If you replicate anything to the client, they have the copy and can save it. There’s really no way to stop that. You could structure your game to replicate as little as possible and host all the logic you can in server-sided scripts, so at least someone downloading your place will only get a physical map and not the whole games’ code too.
1 Like
Yep, that is exactly what I do.
Putting most/all server scripts in ServerScriptService may look disorgonized, but simple folder orginization can fix that.
A good practise is moving things from ServerStorage to workspace and back when they are needed or not, for example: map selection.
I’d love to think others are right, but they’re just sadly not. Server Scripts cannot be stolen unless you have backdoors in your game file.
Everything client sided (local scripts, the map, replicatedstorage, etc) can be stolen easily by exploiters and there’s nothing that I can do or that Roblox can do.
HTTP requests or API Services have nothing to do with this whatsoever.
No matter how much of an incredible anti cheat you make, they can still steal it with ease
Are they publishing it after stealing it? Can’t you submit a copyright take down and see if Roblox will remove the copy?
I wouldn’t think a map with no server scripts would be of much use. If they’re just doing it to irritate you, maybe just ignoring them is the answer.
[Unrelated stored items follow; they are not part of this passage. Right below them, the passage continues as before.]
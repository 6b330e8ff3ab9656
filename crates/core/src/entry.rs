//! History entry types.
//!
//! A history entry is one stored record of a user's term or report query and
//! its normalized result. Entries are append-only: corrections are new
//! entries, and the only mutations are whole-entry deletion and
//! clear-for-user.

use crate::normalize::{NormalizeStatus, NormalizedResult};
use chrono::{DateTime, Utc};
use medilingua_types::{NonEmptyText, UserId};
use serde::{Deserialize, Serialize};

/// Current on-disk schema version.
///
/// Version 1 covers the two historical shapes this project stored before the
/// schema was pinned (a flat `{type, original, simplified, timestamp}` record
/// and a `{type, data: {...}}` nesting). Entries without a version tag are
/// treated as version 1 and adapted on read; see `store::file`.
pub const SCHEMA_VERSION: u32 = 2;

/// Discriminator between a term-simplification query and a report-analysis
/// query.
#[derive(Debug, Clone, Copy, PartialEq, Eq, Hash, Serialize, Deserialize)]
#[serde(rename_all = "lowercase")]
pub enum QueryKind {
    Term,
    Report,
}

impl QueryKind {
    pub fn as_str(&self) -> &'static str {
        match self {
            QueryKind::Term => "term",
            QueryKind::Report => "report",
        }
    }
}

impl std::str::FromStr for QueryKind {
    type Err = crate::HistoryError;

    fn from_str(s: &str) -> Result<Self, Self::Err> {
        match s {
            "term" => Ok(QueryKind::Term),
            "report" => Ok(QueryKind::Report),
            other => Err(crate::HistoryError::InvalidInput(format!(
                "unknown query kind '{other}' (expected 'term' or 'report')"
            ))),
        }
    }
}

/// The fields the service supplies when appending; the store assigns the
/// rest (`id`, `created_at`, `seq`).
#[derive(Debug, Clone)]
pub struct NewEntry {
    pub user_id: UserId,
    pub kind: QueryKind,
    pub original_input: NonEmptyText,
    pub result: NormalizedResult,
    pub status: NormalizeStatus,
}

/// A durably stored history entry in its canonical (version 2) shape.
///
/// Immutable after creation. `seq` is a store-assigned insertion counter
/// used only to break `created_at` ties with insertion order.
#[derive(Debug, Clone, PartialEq, Serialize, Deserialize)]
#[serde(rename_all = "camelCase")]
pub struct StoredEntry {
    pub id: String,
    pub user_id: UserId,
    pub kind: QueryKind,
    pub original_input: NonEmptyText,
    pub result: NormalizedResult,
    pub status: NormalizeStatus,
    pub created_at: DateTime<Utc>,
    pub seq: u64,
    pub schema_version: u32,
}

/// Per-kind usage statistics for one user.
#[derive(Debug, Clone, PartialEq, Serialize, Deserialize)]
#[serde(rename_all = "camelCase")]
pub struct KindStats {
    pub kind: QueryKind,
    pub count: usize,
    pub last_used: Option<DateTime<Utc>>,
}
Anyone can steal the map. No-one can get any server scripts though. If it has serverscripts in the stolen versions, then someone you trusted betrayed you.
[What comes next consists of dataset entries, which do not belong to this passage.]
//! Validated text primitives shared across the MediLingua workspace.
//!
//! These types exist so that the core and API crates can assume, by
//! construction, that user-submitted text and user identifiers are already
//! well-formed. Validation happens once at the boundary; everything
//! downstream works with the wrapper types.

/// Errors that can occur when creating validated text types.
#[derive(Debug, thiserror::Error)]
pub enum TextError {
    /// The input text was empty or contained only whitespace
    #[error("text cannot be empty")]
    Empty,
    /// The input exceeded the maximum permitted length
    #[error("text exceeds maximum length of {0} characters")]
    TooLong(usize),
    /// The input contained characters outside the permitted set
    #[error("text contains invalid characters (only alphanumeric, '.', '-', '_' allowed)")]
    InvalidCharacters,
}

/// A string type that guarantees non-empty content.
///
/// Wraps a `String` and ensures it contains at least one non-whitespace
/// character. The input is trimmed of leading and trailing whitespace during
/// construction. Used for the original term or report text a user submits,
/// which the history log requires to be non-empty.
#[derive(Debug, Clone, PartialEq, Eq)]
pub struct NonEmptyText(String);

impl NonEmptyText {
    /// Creates a new `NonEmptyText` from the given input.
    ///
    /// The input is trimmed of leading and trailing whitespace. If the
    /// trimmed result is empty, an error is returned.
    ///
    /// # Errors
    ///
    /// Returns `TextError::Empty` if the trimmed input is empty.
    pub fn new(input: impl AsRef<str>) -> Result<Self, TextError> {
        let trimmed = input.as_ref().trim();
        if trimmed.is_empty() {
            return Err(TextError::Empty);
        }
        Ok(Self(trimmed.to_owned()))
    }

    /// Returns the inner string as a string slice.
    pub fn as_str(&self) -> &str {
        &self.0
    }
}

impl std::fmt::Display for NonEmptyText {
    fn fmt(&self, f: &mut std::fmt::Formatter<'_>) -> std::fmt::Result {
        write!(f, "{}", self.0)
    }
}

impl AsRef<str> for NonEmptyText {
    fn as_ref(&self) -> &str {
        &self.0
    }
}

impl serde::Serialize for NonEmptyText {
    fn serialize<S>(&self, serializer: S) -> Result<S::Ok, S::Error>
    where
        S: serde::Serializer,
    {
        serializer.serialize_str(&self.0)
    }
}

impl<'de> serde::Deserialize<'de> for NonEmptyText {
    fn deserialize<D>(deserializer: D) -> Result<Self, D::Error>
    where
        D: serde::Deserializer<'de>,
    {
        let s = String::deserialize(deserializer)?;
        NonEmptyText::new(&s).map_err(serde::de::Error::custom)
    }
}

/// A validated internal user identifier.
///
/// User identifiers come from the identity boundary (an opaque credential is
/// resolved to a `UserId`) and are embedded directly into per-user storage
/// paths. The character set is therefore restricted to a conservative ASCII
/// set that is safe as a single path component: no separators, no traversal
/// sequences, no whitespace.
///
/// # Accepted form
/// - 1 to 64 characters
/// - `0-9`, `a-z`, `A-Z`, `.`, `-`, `_`
/// - must not begin with `.` (hidden files, `..` traversal)
#[derive(Debug, Clone, PartialEq, Eq, Hash)]
pub struct UserId(String);

impl UserId {
    const MAX_LEN: usize = 64;

    /// Validates and wraps a raw user identifier.
    ///
    /// # Errors
    ///
    /// Returns a `TextError` if the input is empty, too long, starts with a
    /// dot, or contains characters outside the permitted set.
    pub fn parse(input: impl AsRef<str>) -> Result<Self, TextError> {
        let raw = input.as_ref().trim();
        if raw.is_empty() {
            return Err(TextError::Empty);
        }
        if raw.len() > Self::MAX_LEN {
            return Err(TextError::TooLong(Self::MAX_LEN));
        }
        if raw.starts_with('.') {
            return Err(TextError::InvalidCharacters);
        }
        let ok = raw
            .bytes()
            .all(|b| matches!(b, b'0'..=b'9' | b'a'..=b'z' | b'A'..=b'Z' | b'.' | b'-' | b'_'));
        if !ok {
            return Err(TextError::InvalidCharacters);
        }
        Ok(Self(raw.to_owned()))
    }

    /// Returns the identifier as a string slice.
    pub fn as_str(&self) -> &str {
        &self.0
    }
}

impl std::fmt::Display for UserId {
    fn fmt(&self, f: &mut std::fmt::Formatter<'_>) -> std::fmt::Result {
        write!(f, "{}", self.0)
    }
}

impl AsRef<str> for UserId {
    fn as_ref(&self) -> &str {
        &self.0
    }
}

impl serde::Serialize for UserId {
    fn serialize<S>(&self, serializer: S) -> Result<S::Ok, S::Error>
    where
        S: serde::Serializer,
    {
        serializer.serialize_str(&self.0)
    }
}

impl<'de> serde::Deserialize<'de> for UserId {
    fn deserialize<D>(deserializer: D) -> Result<Self, D::Error>
    where
        D: serde::Deserializer<'de>,
    {
        let s = String::deserialize(deserializer)?;
        UserId::parse(&s).map_err(serde::de::Error::custom)
    }
}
wait why hasn’t roblox shutdown r/robloxhackers?
Well there isn’t really a proper way to prevent exploiters from copying your game, though you can somehow prevent them from stealing a few stuff like scripts and probably building assets. As for scripts, you can make a client module inside StarterPlayerScripts which loads all the necessary scripts inside that module, and after that you can delete those modules (from PlayerScripts and StarterPlayerScripts), so you’d be literally running them in nil - trust me it helps a lot as I’m currently doing that, but sadly if you have modules inside ReplicatedStorage it will still allow them to copy those, but with the client module you’d prevent most of your source code from being stolen. For building maybe you could make a script which loads building parts when you’re near them, that means the exploiter would need to go through all the map or they’d have to save the map by parts which is a boring process.
That wouldn’t work either. Client still has control over those scripts and can edit them.
But the scripts wouldn’t be there. Upon joining it wouldn’t even give them time to download those scripts as it’s as if it was never there. They’d be all module scripts btw.
Think offensive.
You can’t prevent stealing, asset rip-off happens across the industry and it is extremely common. However, if you think offensively, you’ll see a bit more success. Focus on counteracting against stealers rather than being defensive.
Let me take these as examples:
Hey, there is a reason why big companies slap copyright claims and cease-and-desist letters to people instead of implementing prevention steps, it is because people will get always get around the technical side of things but they don’t have the money to go into a legal battle.
8 Likes
Has the stolen games have exact replicas of your server scripts? If so, it’s a backdoor, if not, I guess it’s just a dev thing you have to deal with. Some anticheats have used a anti-dex feature.
Alright. Thank you. I’ll mark this is a Solution.
1 Like
dex is through the core gui, im not sure if core gui is possible to detect anymore due to roblox
Yes but there are few ways to get around that which require a very high scripting knowledge which most developers don’t have. Although even if a highly advanced scripter puts his scripting knowledge into this it would still be bypassed.
So a conclusion it is not possible to prevent this sort of thing.
anything is patchable and bypassable
https://x.synapse.to/docs/reference/environment.html
<table<Instance>> getnilinstances(<void>)
Most injectors provide a trivial way of collecting nil instances (instances parented to nil), whatever solution you’re suggesting is essentially a waste of time.
Actually no, they’re not essentially being ran in nil. The environment loads and destroys all the modules after loading them, the source code stays the same and cannot be found since it’s not in the game anymore.
I don’t think you quite understand how Destroy() works, all it’s doing is parenting the instance to nil and locking its parent property.
The script’s bytecode isn’t removed from the game as it is required for the script to run.